## Description of the task
Print exactly the lines below between the line holding "let created = client.create(&content).await.unwrap();" and the line holding "let fetched = client.get(&created.id).await.unwrap();", inclusive, and nothing more.

## Exercise material
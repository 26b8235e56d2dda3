//! Server initialization and main run loop

use super::config::{AppConfig, DatabaseConfig};
use super::validation::validate_production_config;
use anyhow::{Context, Result};
use axum::response::{IntoResponse, Response};
use axum::Router;
use std::any::Any;
use std::net::SocketAddr;
use std::path::Path;
use std::sync::Arc;
use tower_http::catch_panic::CatchPanicLayer;
use tower_http::cors::CorsLayer;
use tower_http::services::{ServeDir, ServeFile};
use tower_http::trace::TraceLayer;
use tracing::{error, info};
use whiteboard_core::{DrawingController, SqliteDrawingStore};

use crate::api::{self, ApiError};

/// Open the drawing store and create its schema
pub async fn open_store(config: &DatabaseConfig) -> Result<SqliteDrawingStore> {
    let store = SqliteDrawingStore::connect(&config.url, config.max_connections)
        .await
        .with_context(|| format!("Failed to open database {}", config.url))?;
    info!(url = %config.url, "Drawing store initialized");
    Ok(store)
}

/// Create the schema and exit
pub async fn migrate(config: AppConfig) -> Result<()> {
    open_store(&config.database).await?;
    info!("Database schema is up to date");
    Ok(())
}

/// Build the full application router
pub fn build_app(controller: Arc<DrawingController>, config: &AppConfig) -> Router {
    let app = api::api_router(controller);

    // Compiled frontend with SPA fallback in production, JSON 404 otherwise
    let app = if config.is_production() {
        let static_dir = Path::new(&config.server.static_dir);
        info!("Serving frontend from {}", static_dir.display());
        let serve_dir = ServeDir::new(static_dir)
            .append_index_html_on_directories(true)
            .fallback(ServeFile::new(static_dir.join("index.html")));
        app.fallback_service(serve_dir)
    } else {
        app.fallback(api::route_not_found)
    };

    app.layer(CatchPanicLayer::custom(handle_panic))
        .layer(TraceLayer::new_for_http())
        .layer(CorsLayer::permissive())
}

fn handle_panic(err: Box<dyn Any + Send + 'static>) -> Response {
    let detail = err
        .downcast_ref::<String>()
        .map(String::as_str)
        .or_else(|| err.downcast_ref::<&str>().copied())
        .unwrap_or("unknown panic");
    error!(panic = detail, "Request handler panicked");
    ApiError::internal().into_response()
}

/// Run the HTTP server until Ctrl+C or SIGTERM
pub async fn run(config: AppConfig) -> Result<()> {
    info!(
        "Starting Whiteboard v{} ({})",
        env!("CARGO_PKG_VERSION"),
        config.environment
    );
    validate_production_config(&config);

    let store = open_store(&config.database).await?;
    let controller = Arc::new(DrawingController::new(Arc::new(store)));
    let app = build_app(controller, &config);

    let addr: SocketAddr = format!("{}:{}", config.server.host, config.server.port)
        .parse()
        .context("Invalid server address")?;

    let listener = tokio::net::TcpListener::bind(addr)
        .await
        .context("Failed to bind to address")?;
    info!("HTTP server listening on http://{}", addr);

    axum::serve(listener, app)
        .with_graceful_shutdown(shutdown_signal())
        .await
        .context("HTTP server error")?;

    info!("Whiteboard shutdown complete");
    Ok(())
}

async fn shutdown_signal() {
    let ctrl_c = async {
        if let Err(e) = tokio::signal::ctrl_c().await {
            error!("Failed to install Ctrl+C handler: {}", e);
            std::future::pending::<()>().await;
        }
    };

    #[cfg(unix)]
    let terminate = async {
        match tokio::signal::unix::signal(tokio::signal::unix::SignalKind::terminate()) {
            Ok(mut signal) => {
                signal.recv().await;
            }
            Err(e) => {
                error!("Failed to install SIGTERM handler: {}", e);
                std::future::pending::<()>().await;
            }
        }
    };

    #[cfg(not(unix))]
    let terminate = std::future::pending::<()>();

    tokio::select! {
        _ = ctrl_c => {
            info!("Received Ctrl+C signal");
        }
        _ = terminate => {
            info!("Received SIGTERM signal");
        }
    }
}

#[cfg(test)]
mod tests {
    use super::*;
    use axum::body::{to_bytes, Body};
    use axum::http::{Request, StatusCode};
    use axum::routing::get;
    use tower::ServiceExt;
    use whiteboard_canvas::{
        CanvasAction, CanvasConfig, ClientConfig, DrawingsClient, Mode, Whiteboard,
    };
    use whiteboard_core::{Color, NewDrawing, Point, Shape};

    async fn memory_controller() -> Arc<DrawingController> {
        let config = DatabaseConfig {
            url: "sqlite::memory:".to_string(),
            max_connections: 1,
        };
        Arc::new(DrawingController::new(Arc::new(
            open_store(&config).await.unwrap(),
        )))
    }

    /// Serve the real router on an ephemeral port and return its API base URL
    async fn spawn_server() -> String {
        let app = build_app(memory_controller().await, &AppConfig::default());
        let listener = tokio::net::TcpListener::bind("127.0.0.1:0").await.unwrap();
        let addr = listener.local_addr().unwrap();
        tokio::spawn(async move {
            axum::serve(listener, app).await.unwrap();
        });
        format!("http://{addr}/api")
    }

    fn client(base_url: String) -> DrawingsClient {
        DrawingsClient::new(ClientConfig {
            base_url,
        })
        .unwrap()
    }

    #[tokio::test]
    async fn test_unknown_route_is_json_404() {
        let app = build_app(memory_controller().await, &AppConfig::default());
        let response = app
            .oneshot(Request::get("/nowhere").body(Body::empty()).unwrap())
            .await
            .unwrap();
        assert_eq!(response.status(), StatusCode::NOT_FOUND);
        let bytes = to_bytes(response.into_body(), usize::MAX).await.unwrap();
        assert_eq!(&bytes[..], br#"{"message":"Route not found"}"#);
    }

    #[tokio::test]
    async fn test_panic_becomes_500() {
        async fn boom() -> &'static str {
            panic!("boom")
        }

        let app = Router::new()
            .route("/boom", get(boom))
            .layer(CatchPanicLayer::custom(handle_panic));
        let response = app
            .oneshot(Request::get("/boom").body(Body::empty()).unwrap())
            .await
            .unwrap();
        assert_eq!(response.status(), StatusCode::INTERNAL_SERVER_ERROR);
        let bytes = to_bytes(response.into_body(), usize::MAX).await.unwrap();
        assert_eq!(&bytes[..], br#"{"message":"Internal server error"}"#);
    }

    #[tokio::test]
    async fn test_cors_allows_any_origin() {
        let app = build_app(memory_controller().await, &AppConfig::default());
        let response = app
            .oneshot(
                Request::get("/api/drawings")
                    .header("origin", "http://elsewhere.test")
                    .body(Body::empty())
                    .unwrap(),
            )
            .await
            .unwrap();
        assert_eq!(response.status(), StatusCode::OK);
        assert_eq!(response.headers()["access-control-allow-origin"], "*");
    }

    #[tokio::test]
    async fn test_production_serves_frontend_with_spa_fallback() {
        let dir = std::env::temp_dir().join(format!("whiteboard-static-{}", uuid::Uuid::new_v4()));
        std::fs::create_dir_all(&dir).unwrap();
        std::fs::write(dir.join("index.html"), "<html>board</html>").unwrap();

        let mut config = AppConfig::default();
        config.environment = "production".to_string();
        config.server.static_dir = dir.to_string_lossy().into_owned();
        let app = build_app(memory_controller().await, &config);

        let response = app
            .clone()
            .oneshot(Request::get("/drawings/123").body(Body::empty()).unwrap())
            .await
            .unwrap();
        assert_eq!(response.status(), StatusCode::OK);
        let bytes = to_bytes(response.into_body(), usize::MAX).await.unwrap();
        assert_eq!(&bytes[..], b"<html>board</html>");

        let response = app
            .oneshot(Request::get("/api/drawings").body(Body::empty()).unwrap())
            .await
            .unwrap();
        assert_eq!(response.status(), StatusCode::OK);

        std::fs::remove_dir_all(&dir).ok();
    }

    #[tokio::test]
    async fn test_client_round_trip_against_server() {
        let client = client(spawn_server().await);

        let content = NewDrawing {
            name: Some("sketch".to_string()),
            shapes: vec![Shape::Circle {
                x: 10.0,
                y: 10.0,
                radius: 5.0,
                color: Color::new("#00f"),
            }],
            ..NewDrawing::default()
        };
        let created = client.create(&content).await.unwrap();
        assert_eq!(created.name.as_deref(), Some("sketch"));
        assert_eq!(created.shapes, content.shapes);

        let fetched = client.get(&created.id).await.unwrap();
        assert_eq!(fetched, created);
        assert_eq!(client.list().await.unwrap(), vec![created.clone()]);

        let message = client.delete(&created.id).await.unwrap();
        assert_eq!(message, "Drawing deleted successfully");

        let err = client.get(&created.id).await.unwrap_err();
        assert_eq!(err.status(), Some(404));
        assert_eq!(err.to_string(), "server responded 404: Drawing not found");
    }

    #[tokio::test]
    async fn test_session_save_update_select_delete() {
        let base_url = spawn_server().await;
        let mut board = Whiteboard::new(&CanvasConfig::default(), client(base_url.clone())).unwrap();

        board.dispatch(CanvasAction::SetMode(Mode::Circle));
        board.dispatch(CanvasAction::PointerDown(Point::new(10.0, 10.0)));
        board.dispatch(CanvasAction::PointerUp(Point::new(13.0, 14.0)));

        assert!(board.save().await);
        let id = board.current_id().unwrap();
        assert_eq!(board.drawings().len(), 1);
        assert_eq!(board.drawings()[0].shapes.len(), 1);

        board.dispatch(CanvasAction::SetMode(Mode::Rectangle));
        board.dispatch(CanvasAction::PointerDown(Point::new(0.0, 0.0)));
        board.dispatch(CanvasAction::PointerUp(Point::new(50.0, 50.0)));
        assert!(board.save().await);
        assert_eq!(board.current_id(), Some(id));
        assert_eq!(board.drawings().len(), 1);
        assert_eq!(board.drawings()[0].shapes.len(), 2);

        let mut other = Whiteboard::new(&CanvasConfig::default(), client(base_url)).unwrap();
        assert!(other.fetch_drawings().await);
        let stored = other.drawings()[0].clone();
        other.select(stored);
        assert_eq!(other.state().shapes().len(), 2);
        assert_eq!(other.surface().pixel(50, 25), Some([0, 0, 0, 255]));

        assert!(other.delete(id).await);
        assert_eq!(other.current_id(), None);
        assert!(other.drawings().is_empty());
    }
}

## Expected answer
        let created = client.create(&content).await.unwrap();
        assert_eq!(created.name.as_deref(), Some("sketch"));
        assert_eq!(created.shapes, content.shapes);

        let fetched = client.get(&created.id).await.unwrap();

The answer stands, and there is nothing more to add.